Di detta riforma ha da tempo preso atto la giurisprudenza del giudice amministrativo, enunciando la regola per cui ai sensi dell’art. 15, comma 5, l. 8 agosto 1995 n. 335, il trattamento integrativo di quello obbligatorio, previsto dai Regolamenti di previdenza dei dipendenti dell’I.N.A.I.L. e dell’I.N.P.S., spetta solo "in caso di maturazione da parte del dipendente del diritto alla pensione dell’assicurazione obbligatoria" (Tar Lazio, sez. III, 24 luglio 2003 n. 6647; Tar Palermo, sez. I, 2 maggio 2002 n. 1083; Tar Liguria, sez. II, 29 gennaio 1998 n. 20).

Negli stessi termini ha concluso anche la giurisprudenza del giudice ordinario, per la quale il divieto di percepire la pensione integrativa prima della maturazione della pensione a carico dell’A.G.O., introdotto dall’art. 15, L. 8 agosto 1995 n. 335 (che ha aggiunto il comma 8 quinquies all’art. 18 D.L.vo 21 aprile 1993 n. 124, recante la disciplina delle forme pensionistiche complementari) – per cui l’accesso alle prestazioni di anzianità e di vecchiaia assicurate dalle forme di previdenza complementare è subordinato alla liquidazione del trattamento pensionistico obbligatorio – si applica dal 31 agosto 1995, data di entrata in vigore della L. n. 335 del 1995, sicché non può configurarsi alcuna violazione dei diritti quesiti ove le condizioni per fruire del trattamento integrativo siano maturate dopo l’entrata in vigore dell’anzidetta disposizione; né tale divieto si espone a censure di incostituzionalità, essendo conforme ai principi costituzionali, come affermato dal giudice delle leggi non solo con riferimento ad analoga disposizione in materia di pensione integrativa (art. 59, comma 3, L. 27 dicembre 1997 n. 449), ma anche in riferimento al cit. art. 18, comma 8 quinquies, in ragione del collegamento funzionale tra previdenza obbligatoria e complementare, costituente uno dei pilastri del nuovo sistema, che colloca la previdenza complementare all’interno dell’art. 38 Cost. (da ultimo Cass. civ., sez. lav., 25 maggio 2009 n. 1199, che richiama a sopporto delle sue conclusioni l’insegnamento impartito dal giudice delle leggi con le ordinanze 28 luglio 2000 n. 393 e 27 luglio 2001 n. 319, la prima dichiarativa della manifesta inammissibilità e la seconda della manifesta infondatezza della questione di legittimità costituzionale del cit. art. 18, comma 8 quinquies, dedotta con riferimento agli artt. 3, 38, 39 e 41 Cost.).

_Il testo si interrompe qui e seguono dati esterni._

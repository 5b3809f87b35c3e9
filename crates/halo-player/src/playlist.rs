//! Selectable track list.

use std::fs;
use std::path::{Path, PathBuf};
use tracing::debug;

/// Track used when nothing else is configured
pub const DEFAULT_TRACK: &str = "assets/hype.mp3";

pub const DEFAULT_ASSETS_DIR: &str = "assets";

const AUDIO_EXTENSIONS: &[&str] = &["mp3", "wav", "ogg", "flac"];

#[derive(Debug, Clone, PartialEq)]
pub struct Playlist {
    tracks: Vec<PathBuf>,
    current: usize,
}

impl Playlist {
    /// Builds the list from, in order of precedence: explicit tracks,
    /// configured tracks, audio files in `assets_dir`, the default track.
    pub fn discover(cli_tracks: &[PathBuf], config_tracks: Option<&[PathBuf]>, assets_dir: &Path) -> Self {
        let tracks = if !cli_tracks.is_empty() {
            cli_tracks.to_vec()
        } else if let Some(tracks) = config_tracks.filter(|t| !t.is_empty()) {
            tracks.to_vec()
        } else {
            let scanned = scan_assets(assets_dir);
            if scanned.is_empty() {
                vec![PathBuf::from(DEFAULT_TRACK)]
            } else {
                scanned
            }
        };
        Self { tracks, current: 0 }
    }

    pub fn len(&self) -> usize {
        self.tracks.len()
    }

    pub fn tracks(&self) -> &[PathBuf] {
        &self.tracks
    }

    pub fn current_index(&self) -> usize {
        self.current
    }

    pub fn current(&self) -> Option<&Path> {
        self.tracks.get(self.current).map(PathBuf::as_path)
    }

    pub fn next(&mut self) -> Option<&Path> {
        if self.tracks.is_empty() {
            return None;
        }
        self.current = (self.current + 1) % self.tracks.len();
        self.current()
    }

    pub fn prev(&mut self) -> Option<&Path> {
        if self.tracks.is_empty() {
            return None;
        }
        self.current = (self.current + self.tracks.len() - 1) % self.tracks.len();
        self.current()
    }

    /// Selects by index; out-of-range indices leave the selection unchanged
    pub fn select(&mut self, idx: usize) -> Option<&Path> {
        if idx >= self.tracks.len() {
            return None;
        }
        self.current = idx;
        self.current()
    }
}

/// File name shown in the transport bar
pub fn display_name(path: &Path) -> String {
    path.file_name()
        .map(|n| n.to_string_lossy().into_owned())
        .unwrap_or_else(|| path.display().to_string())
}

fn is_audio_file(path: &Path) -> bool {
    path.extension()
        .and_then(|e| e.to_str())
        .map(|e| AUDIO_EXTENSIONS.contains(&e.to_ascii_lowercase().as_str()))
        .unwrap_or(false)
}

/// Audio files directly inside `dir`, sorted by name
pub fn scan_assets(dir: &Path) -> Vec<PathBuf> {
    let entries = match fs::read_dir(dir) {
        Ok(entries) => entries,
        Err(e) => {
            debug!("No assets scanned from {:?}: {}", dir, e);
            return Vec::new();
        }
    };

    let mut files: Vec<PathBuf> = entries
        .filter_map(|entry| entry.ok().map(|e| e.path()))
        .filter(|p| p.is_file() && is_audio_file(p))
        .collect();
    files.sort();
    files
}

#[cfg(test)]
mod tests {
    use super::*;

    fn paths(names: &[&str]) -> Vec<PathBuf> {
        names.iter().map(PathBuf::from).collect()
    }

    #[test]
    fn test_cli_tracks_win() {
        let cli = paths(&["x.mp3"]);
        let config = paths(&["y.mp3"]);
        let list = Playlist::discover(&cli, Some(config.as_slice()), Path::new("does-not-exist"));
        assert_eq!(list.tracks(), cli.as_slice());
    }

    #[test]
    fn test_config_tracks_before_scan() {
        let config = paths(&["y.mp3", "z.mp3"]);
        let list = Playlist::discover(&[], Some(config.as_slice()), Path::new("does-not-exist"));
        assert_eq!(list.tracks(), config.as_slice());
    }

    #[test]
    fn test_fallback_to_default_track() {
        let list = Playlist::discover(&[], Some(&[][..]), Path::new("does-not-exist"));
        assert_eq!(list.tracks(), paths(&[DEFAULT_TRACK]).as_slice());
        assert_eq!(list.current(), Some(Path::new(DEFAULT_TRACK)));
    }

    #[test]
    fn test_scan_filters_and_sorts() {
        let dir = std::env::temp_dir().join(format!("halo-player-scan-{}", std::process::id()));
        fs::create_dir_all(&dir).unwrap();
        for name in ["b.ogg", "a.MP3", "notes.txt", "c.flac"] {
            fs::write(dir.join(name), b"").unwrap();
        }
        fs::create_dir_all(dir.join("sub.wav")).unwrap();

        let list = Playlist::discover(&[], None, &dir);
        let names: Vec<String> = list.tracks().iter().map(|p| display_name(p)).collect();
        assert_eq!(names, vec!["a.MP3", "b.ogg", "c.flac"]);

        fs::remove_dir_all(&dir).unwrap();
    }

    #[test]
    fn test_navigation_wraps() {
        let mut list = Playlist::discover(&paths(&["a", "b", "c"]), None, Path::new("."));
        assert_eq!(list.prev(), Some(Path::new("c")));
        assert_eq!(list.next(), Some(Path::new("a")));
        assert_eq!(list.next(), Some(Path::new("b")));
        assert_eq!(list.current_index(), 1);
    }

    #[test]
    fn test_select_out_of_range_is_ignored() {
        let mut list = Playlist::discover(&paths(&["a", "b"]), None, Path::new("."));
        assert_eq!(list.select(1), Some(Path::new("b")));
        assert_eq!(list.select(5), None);
        assert_eq!(list.current_index(), 1);
    }

    #[test]
    fn test_display_name() {
        assert_eq!(display_name(Path::new("assets/hype.mp3")), "hype.mp3");
    }
}
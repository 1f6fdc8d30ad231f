//! Document ingestion: directory walk → metadata → noise filter → chunks →
//! embeddings → vector index.
//!
//! [`DocumentIngestor`] turns eligible files into [`CleanDocument`]s.
//! Failures are per file: an unreadable file or one the filter empties is
//! logged and skipped, and the rest of the batch continues.
//!
//! [`Indexer`] chunks those documents, embeds the chunks in batches and
//! swaps them in for the document's previous chunks. A document is written
//! all-or-nothing: if any embedding call for it fails, none of its chunks
//! reach the index and the previous version stays in place.

use globset::{Glob, GlobSet, GlobSetBuilder};
use serde::Serialize;
use std::collections::{BTreeMap, HashSet};
use std::path::{Path, PathBuf};
use std::sync::Arc;
use walkdir::WalkDir;

use crate::chunk::chunk_document;
use crate::config::{ChunkingConfig, IngestConfig};
use crate::embedding::EmbeddingProvider;
use crate::error::{PipelineError, Result};
use crate::filter::SentenceQualityFilter;
use crate::models::{Chunk, CleanDocument, RawDocument};
use crate::store::{IndexEntry, VectorIndex};

pub const DEFAULT_CATEGORY: &str = "uncategorized";

const TITLE_PREFIX: &str = "Title:";
const CATEGORY_PREFIX: &str = "Category:";

pub struct DocumentIngestor {
    filter: SentenceQualityFilter,
    include: GlobSet,
    exclude: GlobSet,
    follow_symlinks: bool,
}

impl DocumentIngestor {
    pub fn new(filter: SentenceQualityFilter, config: &IngestConfig) -> anyhow::Result<Self> {
        let mut excludes = vec!["**/.git/**".to_string()];
        excludes.extend(config.exclude_globs.iter().cloned());
        Ok(Self {
            filter,
            include: build_globset(&config.include_globs)?,
            exclude: build_globset(&excludes)?,
            follow_symlinks: config.follow_symlinks,
        })
    }

    /// Load and clean every eligible file under `root`, in path order.
    ///
    /// A missing directory is [`PipelineError::NotFound`]; a directory with
    /// no eligible files yields an empty list.
    pub async fn load_directory(&self, root: &Path) -> Result<Vec<CleanDocument>> {
        let files = self.eligible_files(root)?;
        let mut documents = Vec::with_capacity(files.len());
        let mut skipped = 0usize;

        for (path, relative) in &files {
            match self.load_file(path, relative).await {
                Ok(Some(doc)) => {
                    tracing::info!(
                        file = %relative,
                        title = %doc.title,
                        accepted = doc.quality_trace.accepted(),
                        rejected = doc.quality_trace.rejected(),
                        "document loaded"
                    );
                    documents.push(doc);
                }
                Ok(None) => {
                    skipped += 1;
                    tracing::warn!(file = %relative, "no content left after cleaning; document dropped");
                }
                Err(e) => {
                    skipped += 1;
                    tracing::warn!(file = %relative, error = %format!("{:#}", e), "failed to load file");
                }
            }
        }

        tracing::info!(
            root = %root.display(),
            files = files.len(),
            loaded = documents.len(),
            skipped,
            "directory loaded"
        );
        Ok(documents)
    }

    /// `(absolute path, path relative to root)` for every file the globs
    /// accept, sorted by relative path.
    pub fn eligible_files(&self, root: &Path) -> Result<Vec<(PathBuf, String)>> {
        if !root.exists() {
            return Err(PipelineError::not_found(format!(
                "directory does not exist: {}",
                root.display()
            )));
        }
        if !root.is_dir() {
            return Err(PipelineError::validation(
                "directory",
                format!("not a directory: {}", root.display()),
            ));
        }

        let mut files = Vec::new();
        for entry in WalkDir::new(root).follow_links(self.follow_symlinks) {
            let entry = match entry {
                Ok(entry) => entry,
                Err(e) => {
                    tracing::warn!(error = %e, "skipping unreadable directory entry");
                    continue;
                }
            };
            if !entry.file_type().is_file() {
                continue;
            }
            let path = entry.path();
            let relative = path
                .strip_prefix(root)
                .unwrap_or(path)
                .to_string_lossy()
                .to_string();
            if self.exclude.is_match(&relative) || !self.include.is_match(&relative) {
                continue;
            }
            files.push((path.to_path_buf(), relative));
        }

        files.sort_by(|a, b| a.1.cmp(&b.1));
        Ok(files)
    }

    /// `Ok(None)` when the filter leaves nothing to index.
    async fn load_file(&self, path: &Path, relative: &str) -> anyhow::Result<Option<CleanDocument>> {
        let text = tokio::fs::read_to_string(path).await?;
        let stem = path
            .file_stem()
            .map(|s| s.to_string_lossy().to_string())
            .unwrap_or_else(|| relative.to_string());

        let mut raw = parse_document(&text, &stem);
        raw.source_metadata
            .insert("source_file".to_string(), relative.to_string());
        raw.source_metadata
            .insert("file_path".to_string(), path.display().to_string());

        Ok(self.clean(raw).await)
    }

    /// Run the noise filter over a parsed document.
    pub async fn clean(&self, raw: RawDocument) -> Option<CleanDocument> {
        let (body_text, quality_trace) = self.filter.clean_with_trace(&raw.body_text).await;
        let emptied = body_text.trim().is_empty()
            || (self.filter.is_active() && quality_trace.accepted() == 0);
        if emptied {
            return None;
        }
        Some(CleanDocument {
            title: raw.title,
            category: raw.category,
            body_text,
            source_metadata: raw.source_metadata,
            quality_trace,
        })
    }
}

/// Split `Title:` / `Category:` header lines out of `text`.
///
/// The first occurrence of each wins; all metadata lines are removed from
/// the body. Missing values default to `fallback_title` and
/// [`DEFAULT_CATEGORY`].
pub fn parse_document(text: &str, fallback_title: &str) -> RawDocument {
    let mut title: Option<String> = None;
    let mut category: Option<String> = None;
    let mut body = Vec::new();

    for line in text.lines() {
        let trimmed = line.trim_start();
        if let Some(value) = trimmed.strip_prefix(TITLE_PREFIX) {
            title.get_or_insert_with(|| value.trim().to_string());
        } else if let Some(value) = trimmed.strip_prefix(CATEGORY_PREFIX) {
            category.get_or_insert_with(|| value.trim().to_string());
        } else {
            body.push(line);
        }
    }

    RawDocument {
        title: title
            .filter(|t| !t.is_empty())
            .unwrap_or_else(|| fallback_title.to_string()),
        category: category
            .filter(|c| !c.is_empty())
            .unwrap_or_else(|| DEFAULT_CATEGORY.to_string()),
        body_text: body.join("\n").trim().to_string(),
        source_metadata: BTreeMap::new(),
    }
}

fn build_globset(patterns: &[String]) -> anyhow::Result<GlobSet> {
    let mut builder = GlobSetBuilder::new();
    for pattern in patterns {
        builder.add(Glob::new(pattern)?);
    }
    Ok(builder.build()?)
}

// ============ Indexing ============

#[derive(Debug, Clone, Serialize)]
#[serde(rename_all = "snake_case")]
pub enum DocumentStatus {
    Success,
    Failed,
    Planned,
}

#[derive(Debug, Clone, Serialize)]
pub struct DocumentOutcome {
    pub title: String,
    pub category: String,
    pub chunks_created: usize,
    pub chunks_indexed: usize,
    pub status: DocumentStatus,
    #[serde(skip_serializing_if = "Option::is_none")]
    pub error: Option<String>,
}

#[derive(Debug, Clone, Default, Serialize)]
pub struct IngestReport {
    pub total_documents: usize,
    pub successful_documents: usize,
    pub failed_documents: usize,
    pub total_chunks: usize,
    pub average_chunks_per_document: f64,
    pub dry_run: bool,
    pub details: Vec<DocumentOutcome>,
}

pub struct Indexer {
    embedder: Arc<dyn EmbeddingProvider>,
    index: Arc<dyn VectorIndex>,
    chunking: ChunkingConfig,
    batch_size: usize,
}

impl Indexer {
    pub fn new(
        embedder: Arc<dyn EmbeddingProvider>,
        index: Arc<dyn VectorIndex>,
        chunking: ChunkingConfig,
        batch_size: usize,
    ) -> Self {
        Self {
            embedder,
            index,
            chunking,
            batch_size: batch_size.max(1),
        }
    }

    /// Chunk, embed and upsert `documents`. With `dry_run` nothing is
    /// embedded or written; the report shows the chunks that would be.
    pub async fn index_documents(&self, documents: &[CleanDocument], dry_run: bool) -> IngestReport {
        let mut report = IngestReport {
            total_documents: documents.len(),
            dry_run,
            ..IngestReport::default()
        };

        for doc in documents {
            let outcome = self.index_document(doc, dry_run).await;
            match outcome.status {
                DocumentStatus::Failed => report.failed_documents += 1,
                _ => {
                    report.successful_documents += 1;
                    report.total_chunks += outcome.chunks_created;
                }
            }
            report.details.push(outcome);
        }

        if report.successful_documents > 0 {
            report.average_chunks_per_document =
                report.total_chunks as f64 / report.successful_documents as f64;
        }
        report
    }

    /// Chunk, embed and write one document, replacing whatever the index
    /// held for it before.
    pub async fn index_document(&self, doc: &CleanDocument, dry_run: bool) -> DocumentOutcome {
        let chunks = distinct_chunks(chunk_document(doc, &self.chunking));
        let mut outcome = DocumentOutcome {
            title: doc.title.clone(),
            category: doc.category.clone(),
            chunks_created: chunks.len(),
            chunks_indexed: 0,
            status: DocumentStatus::Planned,
            error: None,
        };
        if dry_run {
            return outcome;
        }

        match self.write_chunks(doc, &chunks).await {
            Ok(written) => {
                tracing::info!(title = %doc.title, chunks = written, "document indexed");
                outcome.chunks_indexed = written;
                outcome.status = DocumentStatus::Success;
            }
            Err(e) => {
                tracing::warn!(title = %doc.title, error = %e, "document not indexed");
                outcome.status = DocumentStatus::Failed;
                outcome.error = Some(e.to_string());
            }
        }
        outcome
    }

    /// Write one document and return the ids of its chunks. Unlike
    /// [`index_document`](Self::index_document), failures propagate.
    pub async fn write_document(&self, doc: &CleanDocument) -> Result<Vec<String>> {
        let chunks = distinct_chunks(chunk_document(doc, &self.chunking));
        self.write_chunks(doc, &chunks).await?;
        Ok(chunks.into_iter().map(|c| c.id).collect())
    }

    /// Embed every chunk first, then swap them in for the document's
    /// previous chunks in one call.
    async fn write_chunks(&self, doc: &CleanDocument, chunks: &[Chunk]) -> Result<usize> {
        let mut entries = Vec::with_capacity(chunks.len());
        for batch in chunks.chunks(self.batch_size) {
            let texts: Vec<String> = batch.iter().map(|c| c.content.clone()).collect();
            let vectors = self.embedder.embed_texts(&texts).await?;
            if vectors.len() != batch.len() {
                return Err(PipelineError::dependency(
                    "embedder",
                    format!("expected {} vectors, got {}", batch.len(), vectors.len()),
                ));
            }
            entries.extend(
                batch
                    .iter()
                    .zip(vectors)
                    .map(|(chunk, vector)| IndexEntry::from_chunk(chunk, vector)),
            );
        }

        let written = entries.len();
        let replaced = self
            .index
            .replace_document(&doc.title, &doc.category, entries)
            .await?;
        if replaced > 0 {
            tracing::debug!(title = %doc.title, replaced, "previous chunks removed");
        }
        Ok(written)
    }
}

/// Keep the first chunk for each id. Repeated passages hash to the same
/// id and would otherwise be counted once per copy.
fn distinct_chunks(chunks: Vec<Chunk>) -> Vec<Chunk> {
    let mut seen = HashSet::new();
    chunks
        .into_iter()
        .filter(|chunk| seen.insert(chunk.id.clone()))
        .collect()
}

3. Non sono in grado di condurre a conclusioni diverse le ampie argomentazioni svolte dalla ricorrente nell’atto introduttivo del giudizio a riprova della fondatezza delle proprie richieste. Ed invero:

a) sull’applicabilità delle disposizioni dettate dal D.L.vo 21 aprile 1993 n. 124 ai fondi integrativi già istituiti dagli enti di cui alla L. 20 marzo 1975 n. 70, e in particolare ai Fondi di previdenza dei dipendenti I.N.P.S. e I.N.A.I.L., è sufficiente il richiamo alla normativa alla quale si deve la riforma pensionistica, nella lettura che ne ha dato anche la giurisprudenza più recente (Cass. civ., sez. V, 8 aprile 2009 n. 8504);

b) per quanto riguarda gli errori interpretativi nei quali sarebbe incorso il Direttore generale nell’avvertire i dipendenti, con la lettera circolare 13 settembre 1995, degli effetti riduttivi che la riforma pensionistica aveva avuto sull’ambito di operatività del Fondo di previdenza, a confutarne la fondatezza è sufficiente il mero rinvio alla giurisprudenza del giudice amministrativo e del giudice ordinario innanzi richiamata;

c) in ordine alla censura di incompetenza assoluta nella quale sarebbe incorso il Direttore generale, "abrogando" con la succitata letteracircolare la normativa "regolamentare" dettata dal D.M. 30 maggio 1969, di approvazione del Fondo di previdenza dei dipendenti I.N.A.I.L., è agevole opporre che l’organo in questione si è limitato ad una rilettura della stessa alla luce delle innovazioni dettate dalle norme di riforma pensionistica, alle quali si deve l’implicito effetto abrogativo della normativa regolamentare per incompatibilità con la normativa primaria. Di dette novità, e delle conseguenze da esse derivanti sia per il Fondo di previdenza che per i dipendenti, egli ha ritenuto doveroso informare il personale;

d) relativamente alla pretesa della ricorrente di ottenere quanto meno l’indennità una tantum prevista dall’art. 32 cit. D.M. 30 maggio 1969, è agevole osservare che essa spetta solo al dipendente cessato dal servizio "per dimissioni volontarie" prima del compimento di cinque anni di "servizio effettivo". Certamente non è questa la situazione in cui si trovava la ricorrente, per cui la sua pretesa è stata legittimamente disattesa per mancanza del necessario supporto normativo;

e) infine, per quanto riguarda la mancata corresponsione dell’indennità di buonuscita ai sensi e per gli effetti dell’art. 3, D.L. 28 marzo 1997 n. 79, convertito in L. 28 maggio 1997 n. 140, non è condivisibile la tesi della ricorrente secondo cui il blocco temporaneo del pagamento previsto dal suddetto art. 3 si applicherebbe solo ai dipendenti cessati dal servizio con diritto al trattamento pensionistico, che a lei è stato invece negato. E’ vero invece che l’art. 3, nella parte in cui sospende l’erogazione dell’indennità di buonuscita fino all’1 gennaio 1998, con obbligo di corrisponderla con l’aggiunta degli interessi legali nei tre mesi successivi, è applicabile (in difetto di una disposizione contraria) a tutti i pubblici dipendenti, indipendentemente dal fatto che abbiano diritto o non alla pensione. Il blocco dell’indennità non opera soltanto per i dipendenti pubblici che: a) siano stati collocati a riposo d’ufficio per raggiungimento del limite massimo di età; b) siano stati costretti a cessare dal servizio per inabilità o morte conseguenti a causa di servizio. La ricorrente non rientra fra le suddette eccezioni, essendosi volontariamente dimessa dal servizio.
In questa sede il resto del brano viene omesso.